Konsumenci norwescy spożywają coraz więcej serów świeżych (białych) oraz podpuszczkowych (twardych), co potwierdza trend charakterystyczny dla wielu rynków europejskich. W przypadku napojów fermentowanych można mówić o stabilizacji rynku, który rósł w poprzednich latach. Warto tu jednak dodać, że wzrosty spożycia napojów fermentowanych były możliwe dzięki innowacyjnym nowościom, jakie Tine oraz konkurenci z zagranicy wprowadzili na rynek. Rynek jogurtów zdominowany jest przez firmy: Tine, Fjordland (51% udziału w spółce ma Tine) i Danone (najsłabsza pozycja), które razem odpowiadają za 96% rynku.
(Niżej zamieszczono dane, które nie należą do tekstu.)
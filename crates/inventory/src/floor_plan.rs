//! The fixed silo layout and per-slot status lookup.
//!
//! Only the data side of the floor plan lives here: which codes exist, in
//! what order, and what each slot currently holds. Coordinates and styling
//! belong to whoever draws it.

use serde::Serialize;

use silomap_core::LocationCode;

use crate::record::InventoryRecord;
use crate::table::InventoryTable;

/// Physical kind of a slot row.
#[derive(Debug, Clone, Copy, PartialEq, Eq, Hash, Serialize)]
#[serde(rename_all = "lowercase")]
pub enum SiloKind {
    /// Round silo (rows 1, 3, 5 of the standard plan).
    Round,
    /// Flat bay between silo rows (rows 2 and 4).
    Bay,
}

/// One row of the plan.
#[derive(Debug, Clone, PartialEq, Eq)]
pub struct PlanRow {
    pub kind: SiloKind,
    pub codes: Vec<LocationCode>,
}

/// What a slot holds after looking it up in a table.
#[derive(Debug, Clone, Copy, PartialEq, Eq, Serialize)]
#[serde(tag = "status", content = "record", rename_all = "snake_case")]
pub enum SlotStatus<'a> {
    /// No row was pasted for this code.
    Empty,
    /// A row exists and its counted quantity is zero.
    ZeroStock(&'a InventoryRecord),
    Stocked(&'a InventoryRecord),
}

impl<'a> SlotStatus<'a> {
    pub fn record(&self) -> Option<&'a InventoryRecord> {
        match self {
            Self::Empty => None,
            Self::ZeroStock(r) | Self::Stocked(r) => Some(r),
        }
    }
}

#[derive(Debug, Clone, PartialEq, Eq, Serialize)]
pub struct Slot<'a> {
    pub code: LocationCode,
    pub kind: SiloKind,
    #[serde(flatten)]
    pub status: SlotStatus<'a>,
}

impl Slot<'_> {
    /// Item name, or empty for an empty slot.
    pub fn item_name(&self) -> &str {
        self.status.record().map(InventoryRecord::item_name).unwrap_or_default()
    }

    /// Display quantity, or empty for an empty slot.
    pub fn quantity_display(&self) -> String {
        self.status
            .record()
            .map(|r| r.quantity_display().into_owned())
            .unwrap_or_default()
    }
}

/// Ordered rows of location codes.
#[derive(Debug, Clone, PartialEq, Eq)]
pub struct FloorPlan {
    rows: Vec<PlanRow>,
}

impl FloorPlan {
    pub fn new(rows: Vec<PlanRow>) -> Self {
        Self { rows }
    }

    /// The warehouse layout: five rows of `A{row}{slot:02}` codes. Silo rows
    /// hold six slots, the bay rows between them seven.
    pub fn standard() -> Self {
        let rows = (1u8..=5)
            .map(|row| {
                let (kind, slots) = if row % 2 == 1 {
                    (SiloKind::Round, 6u8)
                } else {
                    (SiloKind::Bay, 7u8)
                };
                let codes = (1..=slots)
                    .map(|slot| LocationCode::normalize(&format!("A{row}{slot:02}")))
                    .collect();
                PlanRow { kind, codes }
            })
            .collect();
        Self::new(rows)
    }

    pub fn rows(&self) -> &[PlanRow] {
        &self.rows
    }

    /// Every code in layout order.
    pub fn codes(&self) -> impl Iterator<Item = &LocationCode> {
        self.rows.iter().flat_map(|row| row.codes.iter())
    }

    pub fn contains(&self, code: &LocationCode) -> bool {
        self.codes().any(|c| c == code)
    }

    /// Look every layout slot up in `table`.
    pub fn board<'a>(&self, table: &'a InventoryTable) -> Vec<Slot<'a>> {
        self.rows
            .iter()
            .flat_map(|row| {
                row.codes.iter().map(move |code| Slot {
                    code: code.clone(),
                    kind: row.kind,
                    status: match table.get_code(code) {
                        None => SlotStatus::Empty,
                        Some(r) if r.quantity().is_zero_stock() => SlotStatus::ZeroStock(r),
                        Some(r) => SlotStatus::Stocked(r),
                    },
                })
            })
            .collect()
    }

    /// Table codes with no slot in this plan, in table order.
    pub fn unplaced<'a>(&self, table: &'a InventoryTable) -> Vec<&'a LocationCode> {
        table.codes().filter(|code| !self.contains(code)).collect()
    }
}

impl Default for FloorPlan {
    fn default() -> Self {
        Self::standard()
    }
}
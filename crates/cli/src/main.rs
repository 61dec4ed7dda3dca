use std::process::ExitCode;

use clap::Parser;

use silomap_cli::{Cli, MALFORMED_HINT, malformed_input, read_input, run};

fn main() -> ExitCode {
    let cli = Cli::parse();
    silomap_observability::init(&cli.log_config());

    let result = read_input(cli.input_path()).and_then(|input| run(&cli, &input, &mut std::io::stdout().lock()));

    match result {
        Ok(()) => ExitCode::SUCCESS,
        Err(err) => match malformed_input(&err) {
            Some(domain) => {
                eprintln!("{MALFORMED_HINT}\n{domain}");
                ExitCode::from(2)
            }
            None => {
                tracing::error!(error = %format!("{err:#}"), "silomap failed");
                eprintln!("error: {err:#}");
                ExitCode::FAILURE
            }
        },
    }
}
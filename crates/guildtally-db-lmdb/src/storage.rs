//! LMDB implementation of the CounterStore trait.

use std::path::Path;

use async_trait::async_trait;
use heed::types::{Bytes, Str};
use heed::{Database, Env, EnvOpenOptions};
use tracing::debug;

use guildtally_core::{CounterRecord, GuildId};
use guildtally_storage::{CounterStore, CounterUpdate, StorageError};

use crate::error::LmdbError;

/// Maximum size of the memory-mapped environment. Counter records are tiny;
/// this bounds the file, not resident memory.
const MAP_SIZE_MB: usize = 64;

/// Embedded LMDB storage backend for counter records.
///
/// One unnamed database maps guild ids to JSON documents holding the full
/// [`CounterRecord`]. LMDB gives ACID transactions: reads use read
/// transactions, mutations use write transactions, and `update` is a
/// load/merge/rewrite inside a single write transaction.
pub struct LmdbCounterStore {
    env: Env,
    db: Database<Str, Bytes>,
}

impl LmdbCounterStore {
    /// Opens the backing environment under `path`, creating the directory
    /// and database file if they do not exist yet. Safe to call every start.
    ///
    /// # Errors
    ///
    /// Returns an error if the directory cannot be created or the LMDB
    /// environment or database cannot be opened.
    pub fn new<P: AsRef<Path>>(path: P) -> Result<Self, LmdbError> {
        std::fs::create_dir_all(&path)?;

        let env = unsafe {
            EnvOpenOptions::new()
                .map_size(MAP_SIZE_MB * 1024 * 1024)
                .max_dbs(1)
                .open(path.as_ref())
        }
        .map_err(|e| LmdbError::EnvOpen(e.to_string()))?;

        let mut wtxn = env
            .write_txn()
            .map_err(|e| LmdbError::Transaction(e.to_string()))?;
        let db: Database<Str, Bytes> = env
            .create_database(&mut wtxn, None)
            .map_err(|e| LmdbError::DbOpen(e.to_string()))?;
        wtxn.commit()
            .map_err(|e| LmdbError::Transaction(e.to_string()))?;

        Ok(Self { env, db })
    }
}

#[async_trait]
impl CounterStore for LmdbCounterStore {
    async fn create(&self, record: &CounterRecord) -> Result<(), StorageError> {
        let document = serde_json::to_vec(record).map_err(LmdbError::Serialization)?;

        let mut wtxn = self
            .env
            .write_txn()
            .map_err(|e| LmdbError::Transaction(e.to_string()))?;

        let exists = self
            .db
            .get(&wtxn, record.guild_id.as_str())
            .map_err(|e| LmdbError::Transaction(e.to_string()))?
            .is_some();
        if exists {
            return Err(StorageError::already_exists(record.guild_id.as_str()));
        }

        self.db
            .put(&mut wtxn, record.guild_id.as_str(), &document)
            .map_err(|e| LmdbError::Transaction(e.to_string()))?;
        wtxn.commit()
            .map_err(|e| LmdbError::Transaction(e.to_string()))?;

        Ok(())
    }

    async fn update(&self, guild_id: &GuildId, update: &CounterUpdate) -> Result<(), StorageError> {
        let mut wtxn = self
            .env
            .write_txn()
            .map_err(|e| LmdbError::Transaction(e.to_string()))?;

        let Some(bytes) = self
            .db
            .get(&wtxn, guild_id.as_str())
            .map_err(|e| LmdbError::Transaction(e.to_string()))?
        else {
            debug!(guild = %guild_id, "update for absent record, skipping");
            return Ok(());
        };

        let mut record: CounterRecord =
            serde_json::from_slice(bytes).map_err(LmdbError::Serialization)?;
        update.apply(&mut record);
        let document = serde_json::to_vec(&record).map_err(LmdbError::Serialization)?;

        self.db
            .put(&mut wtxn, guild_id.as_str(), &document)
            .map_err(|e| LmdbError::Transaction(e.to_string()))?;
        wtxn.commit()
            .map_err(|e| LmdbError::Transaction(e.to_string()))?;

        Ok(())
    }

    async fn delete(&self, guild_id: &GuildId) -> Result<(), StorageError> {
        let mut wtxn = self
            .env
            .write_txn()
            .map_err(|e| LmdbError::Transaction(e.to_string()))?;

        let deleted = self
            .db
            .delete(&mut wtxn, guild_id.as_str())
            .map_err(|e| LmdbError::Transaction(e.to_string()))?;
        wtxn.commit()
            .map_err(|e| LmdbError::Transaction(e.to_string()))?;

        if !deleted {
            debug!(guild = %guild_id, "delete for absent record, skipping");
        }
        Ok(())
    }

    async fn list_all(&self) -> Result<Vec<CounterRecord>, StorageError> {
        let rtxn = self
            .env
            .read_txn()
            .map_err(|e| LmdbError::Transaction(e.to_string()))?;

        let mut records = Vec::new();
        let iter = self
            .db
            .iter(&rtxn)
            .map_err(|e| LmdbError::Transaction(e.to_string()))?;
        for entry in iter {
            let (_, bytes) = entry.map_err(|e| LmdbError::Transaction(e.to_string()))?;
            let record = serde_json::from_slice(bytes).map_err(LmdbError::Serialization)?;
            records.push(record);
        }
        Ok(records)
    }

    fn backend_name(&self) -> &'static str {
        "lmdb"
    }
}
//! # guildtally-db-lmdb
//!
//! Embedded file-backed storage backend for guildtally counter records.
//!
//! Uses the heed crate (Rust bindings for LMDB) as a simple on-disk
//! key→document store: keys are guild ids, values are the JSON-serialized
//! [`guildtally_core::CounterRecord`]. The backing environment directory is
//! created lazily at construction, so a fresh deployment needs no setup step.

mod error;
mod storage;

pub use error::LmdbError;
pub use storage::LmdbCounterStore;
Norweski rynek nie jest przy tym dobrym rynkiem do inwestycji w produkty kozie. Jak podaje Tine, popyt na te produkty w Norwegii spada w perspektywie ostatnich 10-15 lat. Przy dużej nadwyżce podaży mleka koziego nad możliwością sprzedaży produktów kozich, dalszy handel stanowi duże wyzwanie dla norweskiego potentata.

Z uwagi na bardzo wysokie cła na mleko (pitne) i śmietanę, (których wysokość waha się od 439 do 488% ad valorem za kg), import mleka do Norwegii praktycznie nie istnieje, bowiem jakakolwiek produkcja na bazie importowanego surowca jest nieopłacalna.

Rynek serów jest uregulowany w mniejszym stopniu, co sprawia, że zewnętrzni producenci mogą realizować dostawy poprzez tzw. kontyngenty bezcłowe, co wykorzystuje głównie firma Arla Foods.

Źródło: Wydział Promocji Handlu i Inwestycji Ambasady Polskiej w Oslo

Inni gracze

Według raportu Wydziału Promocji Handlu i Inwestycji Ambasady Polskiej w Oslo, Q-meieriene jest drugą pod względem wielkości firmą mleczarską. Jej udział rynkowy ocenia się w raporcie na rynku na poziomie 10%, a baza dostawców liczy zaledwie 500 gospodarstw. Część mleka Q-meieriene kupuje od Tine i pod tym względem Q-meieriene nie stanowi wyjątku. Inni przetwórcy robią bowiem podobnie. Polska ambasada wyróżnia w tym względzie: Synnove Finden (sery, masło), Normilk (mleko w proszku), Rørosmeieriet (śmietana, masło, serki typu cottage), Kraft Foods Norge (serki typu Philadelfia), Lillehammer Ysteri (sery podpuszczkowe sery białe), Aksüt (sery typu feta).

Synnove Finden dysponuje zakładami Alvdal i Enebakk. Alvdal jest jedną z większych serowni wytwarzającą 8 700 ton serów podpuszczkowych rocznie. Zakład w Enebakk wytwarza z kolei 250 ton tradycyjnych serów tj. Gamalost i Pultost.